Hyacinths - what's happening?

Jim McKenney jamesamckenney@verizon.net
Fri, 02 Mar 2012 14:59:15 PST
Some garden hyacinths can go on giving good performance for years here in Maryland., especially when widely spaced. If you start with what used to be marketed as exhibition sized bulbs you will notice a difference in size after the first year. But the smaller bulbs marketed these days seem more likely to put in about the same performance year after year. 

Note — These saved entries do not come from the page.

//! Push, notification click and client message events.

use serde::{Deserialize, Serialize};
use url::Url;

use super::Router;

const DEFAULT_PUSH_BODY: &str = "New content available!";
const NOTIFICATION_ICON: &str = "/icons/icon-192x192.png";

/// Button shown on a push notification.
#[derive(Debug, Clone, PartialEq, Eq, Serialize)]
pub struct NotificationAction {
    pub action: String,
    pub title: String,
    pub icon: Option<String>,
}

/// Notification rendered from a push payload.
#[derive(Debug, Clone, PartialEq, Eq, Serialize)]
pub struct Notification {
    pub title: String,
    pub body: String,
    pub icon: String,
    pub badge: String,
    pub vibrate: Vec<u32>,
    /// Milliseconds since the epoch, used by the page to order notifications.
    pub timestamp: i64,
    pub actions: Vec<NotificationAction>,
}

/// Message posted to the worker by a page.
#[derive(Debug, Clone, PartialEq, Serialize, Deserialize)]
#[serde(tag = "type", rename_all = "SCREAMING_SNAKE_CASE")]
pub enum ClientMessage {
    /// Activate the waiting version without waiting for pages to close.
    SkipWaiting,
    /// Web-vitals style metric relayed from the page.
    PerformanceMetric {
        name: String,
        value: f64,
        #[serde(default)]
        page: Option<String>,
    },
    GetVersion,
}

/// Worker answer to a [`ClientMessage`].
#[derive(Debug, Clone, PartialEq, Eq, Serialize)]
#[serde(tag = "type", rename_all = "kebab-case")]
pub enum MessageReply {
    Ack,
    /// The registration must promote its waiting worker.
    SkipWaiting,
    Version { cache_name: String },
}

impl Router {
    /// Build the notification for a push event. An empty or missing payload
    /// falls back to a generic body.
    pub fn on_push(&self, payload: Option<&str>) -> Notification {
        let body = payload
            .map(str::trim)
            .filter(|text| !text.is_empty())
            .unwrap_or(DEFAULT_PUSH_BODY)
            .to_string();

        let icon = self.own_url(NOTIFICATION_ICON).map(|u| u.to_string()).unwrap_or_else(|_| NOTIFICATION_ICON.into());

        Notification {
            title: self.config.notification_title.clone(),
            body,
            icon: icon.clone(),
            badge: icon.clone(),
            vibrate: vec![100, 50, 100],
            timestamp: chrono::Utc::now().timestamp_millis(),
            actions: vec![
                NotificationAction { action: "view".into(), title: "View".into(), icon: Some(icon) },
                NotificationAction { action: "close".into(), title: "Close".into(), icon: None },
            ],
        }
    }

    /// Page to open for a notification click; `None` means just dismiss.
    ///
    /// A click on the notification body (no action) behaves like `view`.
    pub fn on_notification_click(&self, action: Option<&str>) -> Option<Url> {
        match action {
            None | Some("view") => Some(self.config.origin.clone()),
            Some("close") => None,
            Some(other) => {
                tracing::debug!(action = other, "unknown notification action");
                None
            }
        }
    }

    pub fn on_message(&self, message: &ClientMessage) -> MessageReply {
        match message {
            ClientMessage::SkipWaiting => MessageReply::SkipWaiting,
            ClientMessage::PerformanceMetric { name, value, page } => {
                tracing::info!(
                    metric = %name,
                    value = *value,
                    page = page.as_deref().unwrap_or("-"),
                    cache = %self.cache_name,
                    "performance metric"
                );
                MessageReply::Ack
            }
            ClientMessage::GetVersion => MessageReply::Version { cache_name: self.cache_name.clone() },
        }
    }
}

I've never observed the sort of multiplication and spreading Jim Waddick reported. I can think of several instances in my own neighborhood where the same one hyacinth has appeared year after year - probably the survivor of a potted gift plant. 

I don't know if the commercial growers of hyacinths have moved on to more modern methods such as tissue culture or not, but in the old days hyacinths were commercially propagated by scooping the base of the bulb or scoring across the base of the bulb or by some other way of injuring the basal plate. The bulbs respond to this by producing numerous small bulbs along the incisions. This makes me wonder if the bulbs Jim Waddick has were in some way mechanically injured and responded in the usual way by producing clusters of small bulbs. 

I think of hyacinths as one of the best values in bulbs: under my conditions they seem to be permanent and carefree. There is a clump of the old double flowered cultivar 'Ben Nevis' in my garden which has been blooming dependably for decades.  The spikes are not as full-flowered as when the bulbs were new, but with these double-flowered cultivars that's hardly a disadvantage. 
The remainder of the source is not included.